Weaving a new way, a story of Reiassan, just-pre-Steam!Callenia, for the Giraffe Call (@lilfluff)

For [personal profile] lilfluff‘s prompt.


In the era of Empress Eetanasaria; before the Emperor in which most of the Steam!Callenia stories are placed

“But what is it?” The head of the Textiles Guild stared at the contraption, keeping a good distance back, in case it bit, or exploded. Down in the ironworker’s corner of the city, things were prone to doing that.

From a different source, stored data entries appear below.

//! # textstat-content
//!
//! Helpers that get text in and out of files before and after analysis.
//! None of these are part of the statistics pipeline; they surface their
//! own I/O errors with path context and never retry.

use std::fs::{File, OpenOptions};
use std::io::{Read, Write};
use std::path::Path;

use anyhow::{Context, Result};
use regex::Regex;

/// Control characters removed by [`strip_control_chars`] when no pattern is
/// given.
pub const CONTROL_CHAR_PATTERN: &str = r"[\t\n\r\f]+";

/// Read a whole file as UTF-8, removing every occurrence of `strip`.
pub fn read_text(path: &Path, strip: Option<&str>) -> Result<String> {
    let mut file =
        File::open(path).with_context(|| format!("Failed to open {}", path.display()))?;
    let mut text = String::new();
    file.read_to_string(&mut text)
        .with_context(|| format!("Failed to read {} as UTF-8 text", path.display()))?;
    tracing::debug!(path = %path.display(), bytes = text.len(), "read input file");
    Ok(remove_all(text, strip))
}

/// Read all of `reader` as UTF-8, removing every occurrence of `strip`.
pub fn read_stream<R: Read>(mut reader: R, strip: Option<&str>) -> Result<String> {
    let mut text = String::new();
    reader
        .read_to_string(&mut text)
        .context("Failed to read input stream as UTF-8 text")?;
    Ok(remove_all(text, strip))
}

/// Append `text` to `path`, creating the file when it does not exist.
pub fn append_text(path: &Path, text: &str) -> Result<()> {
    let mut file = OpenOptions::new()
        .create(true)
        .append(true)
        .open(path)
        .with_context(|| format!("Failed to open {} for appending", path.display()))?;
    file.write_all(text.as_bytes())
        .with_context(|| format!("Failed to append to {}", path.display()))?;
    Ok(())
}

/// Delete every match of `pattern` (default [`CONTROL_CHAR_PATTERN`]).
///
/// Matches are removed, not replaced, so `"a\nb"` becomes `"ab"`.
pub fn strip_control_chars(text: &str, pattern: Option<&str>) -> Result<String> {
    let pattern = pattern.unwrap_or(CONTROL_CHAR_PATTERN);
    let re = Regex::new(pattern).with_context(|| format!("Invalid strip pattern {pattern:?}"))?;
    Ok(re.replace_all(text, "").into_owned())
}

fn remove_all(text: String, strip: Option<&str>) -> String {
    match strip {
        Some(needle) if !needle.is_empty() => text.replace(needle, ""),
        _ => text,
    }
}

#[cfg(test)]
mod tests {
    use super::*;

    #[test]
    fn default_pattern_removes_tabs_and_newlines() {
        let got = strip_control_chars("a\tb\r\nc\x0cd", None).unwrap();
        assert_eq!(got, "abcd");
    }

    #[test]
    fn custom_pattern_is_used() {
        let got = strip_control_chars("a1b22c", Some("[0-9]+")).unwrap();
        assert_eq!(got, "abc");
    }

    #[test]
    fn invalid_pattern_is_an_error() {
        let err = strip_control_chars("abc", Some("(")).unwrap_err();
        assert!(err.to_string().contains("Invalid strip pattern"));
    }

    #[test]
    fn empty_strip_needle_is_ignored() {
        assert_eq!(remove_all("abc".into(), Some("")), "abc");
    }

    #[test]
    fn read_stream_strips_needle() {
        let got = read_stream("x--y--z".as_bytes(), Some("--")).unwrap();
        assert_eq!(got, "xyz");
    }
}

Byornon smiled, and fingered the glass beads in his beard. “This, Sir, is my life’s work. I have spent every moment not dedicated to the Empress’s Army on this machine, and on the machines necessary to build this machine. I believe it will change your life forever, and mine as well.”

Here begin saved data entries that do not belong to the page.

//! # textstat-metrics
//!
//! **Tier 2 (Metrics)**
//!
//! [`MetricsEngine`] owns one [`TokenSequence`] and derives every figure from
//! it on demand. Nothing is cached: each call re-reads the sequence.
//!
//! Every metric is total except the average, which is undefined for an
//! empty sequence and reported as [`MetricsError::Division`].

use textstat_math::checked_average;
use textstat_types::{FrequencyDistribution, Metric, TokenSequence};
use thiserror::Error;

#[derive(Debug, Clone, PartialEq, Eq, Error)]
pub enum MetricsError {
    #[error("cannot compute {what}: division by zero")]
    Division { what: &'static str },
}

impl MetricsError {
    pub fn division(what: &'static str) -> Self {
        MetricsError::Division { what }
    }
}

#[derive(Debug, Clone, PartialEq, Eq, Default)]
pub struct MetricsEngine {
    tokens: TokenSequence,
}

impl MetricsEngine {
    pub fn new(tokens: TokenSequence) -> Self {
        Self { tokens }
    }

    pub fn tokens(&self) -> &TokenSequence {
        &self.tokens
    }

    /// Number of tokens.
    pub fn count(&self) -> usize {
        self.tokens.len()
    }

    /// Sum of per-token character counts.
    pub fn total_length(&self) -> usize {
        self.tokens.iter().map(|t| t.chars().count()).sum()
    }

    /// `total_length / count`, rounded to two decimals.
    pub fn rounded_average(&self) -> Result<f64, MetricsError> {
        checked_average(self.total_length(), self.count())
            .ok_or(MetricsError::division("rounded average"))
    }

    pub fn frequency_distribution(&self) -> FrequencyDistribution {
        FrequencyDistribution::from_tokens(self.tokens.iter().map(String::as_str))
    }

    /// Evaluate one comparable metric as `f64`.
    pub fn metric(&self, metric: Metric) -> Result<f64, MetricsError> {
        match metric {
            Metric::Count => Ok(self.count() as f64),
            Metric::Length => Ok(self.total_length() as f64),
            Metric::Average => self.rounded_average(),
        }
    }
}

impl From<TokenSequence> for MetricsEngine {
    fn from(tokens: TokenSequence) -> Self {
        Self::new(tokens)
    }
}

“But what is it?” The Guildhead stepped back a bit further. A machine made by one of The Empress’s engineers that could change his life… if it blew up, it was likely to be on purpose.

“Let me show you.” That didn’t reassure the Guildhead. “Better yet, let me show you and three of your best weavers.”

“My wife and daughters are my best weavers. I will not bring them to this… place.”

“Then I’ll show you, and you can then show your wife and daughters.” Byornon was undaunted. “Just take a couple more steps back, and I’ll get it heated up.”

The Guildhead was more than willing to step back. “But what is it?” he repeated.

“Oh!” Byornon tossed a handful of coal in a boiler, and three of the aether-filled red stones that powered some of the Empress’s great war machines. “It’s a loom.”

“But we already…” Byornon threw a large lever, and three smaller ones, and gears began clanking. A small brass shuttle began whirring up and down on a wire as the frame clicked from one side to another. “We already have…” The shuttle, which looked like nothing so much as it did a small weasel-kit, dragging a long tail behind itself, was setting up the warp. “We already have a loom,” the Guildhead wailed. His weavers were not going to be pleased.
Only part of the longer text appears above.